Start of INFORMATION PROVIDED
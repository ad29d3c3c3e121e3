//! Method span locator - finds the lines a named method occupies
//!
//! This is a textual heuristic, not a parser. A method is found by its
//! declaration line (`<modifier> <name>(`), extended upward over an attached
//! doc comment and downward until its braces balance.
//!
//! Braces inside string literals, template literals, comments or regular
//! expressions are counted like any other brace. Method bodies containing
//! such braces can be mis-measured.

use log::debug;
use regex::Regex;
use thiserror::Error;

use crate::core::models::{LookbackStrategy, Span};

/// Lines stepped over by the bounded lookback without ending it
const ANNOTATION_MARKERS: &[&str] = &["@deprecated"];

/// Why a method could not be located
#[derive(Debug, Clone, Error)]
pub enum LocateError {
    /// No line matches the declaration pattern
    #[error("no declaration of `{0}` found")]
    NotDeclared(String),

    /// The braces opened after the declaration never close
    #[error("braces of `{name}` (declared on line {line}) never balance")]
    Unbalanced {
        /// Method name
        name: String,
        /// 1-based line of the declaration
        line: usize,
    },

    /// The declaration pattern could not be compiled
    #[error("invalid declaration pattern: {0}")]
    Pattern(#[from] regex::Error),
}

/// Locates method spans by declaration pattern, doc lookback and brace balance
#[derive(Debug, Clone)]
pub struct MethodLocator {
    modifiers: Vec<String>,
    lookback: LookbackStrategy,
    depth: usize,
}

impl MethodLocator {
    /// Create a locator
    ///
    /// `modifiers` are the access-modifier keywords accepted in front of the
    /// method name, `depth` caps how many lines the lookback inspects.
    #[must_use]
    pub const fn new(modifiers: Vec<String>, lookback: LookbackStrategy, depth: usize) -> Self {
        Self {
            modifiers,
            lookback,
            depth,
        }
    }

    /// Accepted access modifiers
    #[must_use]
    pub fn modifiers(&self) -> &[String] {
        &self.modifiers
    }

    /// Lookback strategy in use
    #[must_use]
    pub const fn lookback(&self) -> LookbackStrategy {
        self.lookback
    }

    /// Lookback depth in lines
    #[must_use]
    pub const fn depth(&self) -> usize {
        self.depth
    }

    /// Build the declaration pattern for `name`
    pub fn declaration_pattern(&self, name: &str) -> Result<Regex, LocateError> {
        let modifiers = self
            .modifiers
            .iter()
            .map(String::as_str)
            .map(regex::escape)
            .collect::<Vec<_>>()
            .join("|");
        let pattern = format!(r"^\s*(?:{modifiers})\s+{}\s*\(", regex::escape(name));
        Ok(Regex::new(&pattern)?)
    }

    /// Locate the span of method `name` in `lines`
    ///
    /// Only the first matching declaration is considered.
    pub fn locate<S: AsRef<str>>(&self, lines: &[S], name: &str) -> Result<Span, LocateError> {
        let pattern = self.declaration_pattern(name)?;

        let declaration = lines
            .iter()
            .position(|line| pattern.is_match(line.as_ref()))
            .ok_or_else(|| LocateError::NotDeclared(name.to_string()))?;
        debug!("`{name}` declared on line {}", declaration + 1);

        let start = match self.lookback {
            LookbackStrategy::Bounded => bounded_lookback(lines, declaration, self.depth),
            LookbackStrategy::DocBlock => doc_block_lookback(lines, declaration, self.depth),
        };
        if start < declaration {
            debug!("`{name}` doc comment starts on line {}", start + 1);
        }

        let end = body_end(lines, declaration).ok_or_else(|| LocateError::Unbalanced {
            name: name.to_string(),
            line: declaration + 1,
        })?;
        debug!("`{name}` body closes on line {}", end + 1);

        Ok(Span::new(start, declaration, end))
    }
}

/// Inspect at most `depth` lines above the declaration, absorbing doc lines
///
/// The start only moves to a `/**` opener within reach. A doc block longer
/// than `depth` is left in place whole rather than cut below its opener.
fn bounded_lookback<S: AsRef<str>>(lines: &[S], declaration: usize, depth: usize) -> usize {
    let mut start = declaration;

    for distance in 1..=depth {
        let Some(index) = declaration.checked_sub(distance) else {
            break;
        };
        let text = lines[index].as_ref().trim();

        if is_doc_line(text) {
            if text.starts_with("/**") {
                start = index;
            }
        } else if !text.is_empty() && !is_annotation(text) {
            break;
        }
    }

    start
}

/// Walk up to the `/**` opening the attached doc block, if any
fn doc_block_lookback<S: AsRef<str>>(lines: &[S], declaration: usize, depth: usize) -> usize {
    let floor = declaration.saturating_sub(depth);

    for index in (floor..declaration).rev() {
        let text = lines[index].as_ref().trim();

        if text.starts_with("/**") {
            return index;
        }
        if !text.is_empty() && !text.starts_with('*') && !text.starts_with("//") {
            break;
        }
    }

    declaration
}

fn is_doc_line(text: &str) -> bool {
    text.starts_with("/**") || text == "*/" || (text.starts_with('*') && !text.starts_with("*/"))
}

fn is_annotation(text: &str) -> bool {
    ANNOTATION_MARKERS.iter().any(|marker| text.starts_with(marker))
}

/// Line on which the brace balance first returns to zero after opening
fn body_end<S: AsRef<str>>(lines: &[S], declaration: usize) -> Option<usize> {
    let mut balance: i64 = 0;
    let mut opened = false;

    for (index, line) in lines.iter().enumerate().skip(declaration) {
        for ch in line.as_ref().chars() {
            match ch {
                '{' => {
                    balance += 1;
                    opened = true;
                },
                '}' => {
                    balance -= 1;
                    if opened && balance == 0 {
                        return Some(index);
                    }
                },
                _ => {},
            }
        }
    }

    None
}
End of INFORMATION PROVIDED
• WHAT TO DO:
Give every record again, exactly as it appears.

• RESPONSE:
repository ad29d3c3c3e121e3
//! Method span locator - finds the lines a named method occupies
//!
//! This is a textual heuristic, not a parser. A method is found by its
//! declaration line (`<modifier> <name>(`), extended upward over an attached
//! doc comment and downward until its braces balance.
//!
//! Braces inside string literals, template literals, comments or regular
//! expressions are counted like any other brace. Method bodies containing
//! such braces can be mis-measured.

use log::debug;
use regex::Regex;
use thiserror::Error;

use crate::core::models::{LookbackStrategy, Span};

/// Lines stepped over by the bounded lookback without ending it
const ANNOTATION_MARKERS: &[&str] = &["@deprecated"];

/// Why a method could not be located
#[derive(Debug, Clone, Error)]
pub enum LocateError {
    /// No line matches the declaration pattern
    #[error("no declaration of `{0}` found")]
    NotDeclared(String),

    /// The braces opened after the declaration never close
    #[error("braces of `{name}` (declared on line {line}) never balance")]
    Unbalanced {
        /// Method name
        name: String,
        /// 1-based line of the declaration
        line: usize,
    },

    /// The declaration pattern could not be compiled
    #[error("invalid declaration pattern: {0}")]
    Pattern(#[from] regex::Error),
}

/// Locates method spans by declaration pattern, doc lookback and brace balance
#[derive(Debug, Clone)]
pub struct MethodLocator {
    modifiers: Vec<String>,
    lookback: LookbackStrategy,
    depth: usize,
}

impl MethodLocator {
    /// Create a locator
    ///
    /// `modifiers` are the access-modifier keywords accepted in front of the
    /// method name, `depth` caps how many lines the lookback inspects.
    #[must_use]
    pub const fn new(modifiers: Vec<String>, lookback: LookbackStrategy, depth: usize) -> Self {
        Self {
            modifiers,
            lookback,
            depth,
        }
    }

    /// Accepted access modifiers
    #[must_use]
    pub fn modifiers(&self) -> &[String] {
        &self.modifiers
    }

    /// Lookback strategy in use
    #[must_use]
    pub const fn lookback(&self) -> LookbackStrategy {
        self.lookback
    }

    /// Lookback depth in lines
    #[must_use]
    pub const fn depth(&self) -> usize {
        self.depth
    }

    /// Build the declaration pattern for `name`
    pub fn declaration_pattern(&self, name: &str) -> Result<Regex, LocateError> {
        let modifiers = self
            .modifiers
            .iter()
            .map(String::as_str)
            .map(regex::escape)
            .collect::<Vec<_>>()
            .join("|");
        let pattern = format!(r"^\s*(?:{modifiers})\s+{}\s*\(", regex::escape(name));
        Ok(Regex::new(&pattern)?)
    }

    /// Locate the span of method `name` in `lines`
    ///
    /// Only the first matching declaration is considered.
    pub fn locate<S: AsRef<str>>(&self, lines: &[S], name: &str) -> Result<Span, LocateError> {
        let pattern = self.declaration_pattern(name)?;

        let declaration = lines
            .iter()
            .position(|line| pattern.is_match(line.as_ref()))
            .ok_or_else(|| LocateError::NotDeclared(name.to_string()))?;
        debug!("`{name}` declared on line {}", declaration + 1);

        let start = match self.lookback {
            LookbackStrategy::Bounded => bounded_lookback(lines, declaration, self.depth),
            LookbackStrategy::DocBlock => doc_block_lookback(lines, declaration, self.depth),
        };
        if start < declaration {
            debug!("`{name}` doc comment starts on line {}", start + 1);
        }

        let end = body_end(lines, declaration).ok_or_else(|| LocateError::Unbalanced {
            name: name.to_string(),
            line: declaration + 1,
        })?;
        debug!("`{name}` body closes on line {}", end + 1);

        Ok(Span::new(start, declaration, end))
    }
}

/// Inspect at most `depth` lines above the declaration, absorbing doc lines
///
/// The start only moves to a `/**` opener within reach. A doc block longer
/// than `depth` is left in place whole rather than cut below its opener.
fn bounded_lookback<S: AsRef<str>>(lines: &[S], declaration: usize, depth: usize) -> usize {
    let mut start = declaration;

    for distance in 1..=depth {
        let Some(index) = declaration.checked_sub(distance) else {
            break;
        };
        let text = lines[index].as_ref().trim();

        if is_doc_line(text) {
            if text.starts_with("/**") {
                start = index;
            }
        } else if !text.is_empty() && !is_annotation(text) {
            break;
        }
    }

    start
}

/// Walk up to the `/**` opening the attached doc block, if any
fn doc_block_lookback<S: AsRef<str>>(lines: &[S], declaration: usize, depth: usize) -> usize {
    let floor = declaration.saturating_sub(depth);

    for index in (floor..declaration).rev() {
        let text = lines[index].as_ref().trim();

        if text.starts_with("/**") {
            return index;
        }
        if !text.is_empty() && !text.starts_with('*') && !text.starts_with("//") {
            break;
        }
    }

    declaration
}

fn is_doc_line(text: &str) -> bool {
    text.starts_with("/**") || text == "*/" || (text.starts_with('*') && !text.starts_with("*/"))
}

fn is_annotation(text: &str) -> bool {
    ANNOTATION_MARKERS.iter().any(|marker| text.starts_with(marker))
}

/// Line on which the brace balance first returns to zero after opening
fn body_end<S: AsRef<str>>(lines: &[S], declaration: usize) -> Option<usize> {
    let mut balance: i64 = 0;
    let mut opened = false;

    for (index, line) in lines.iter().enumerate().skip(declaration) {
        for ch in line.as_ref().chars() {
            match ch {
                '{' => {
                    balance += 1;
                    opened = true;
                },
                '}' => {
                    balance -= 1;
                    if opened && balance == 0 {
                        return Some(index);
                    }
                },
                _ => {},
            }
        }
    }

    None
}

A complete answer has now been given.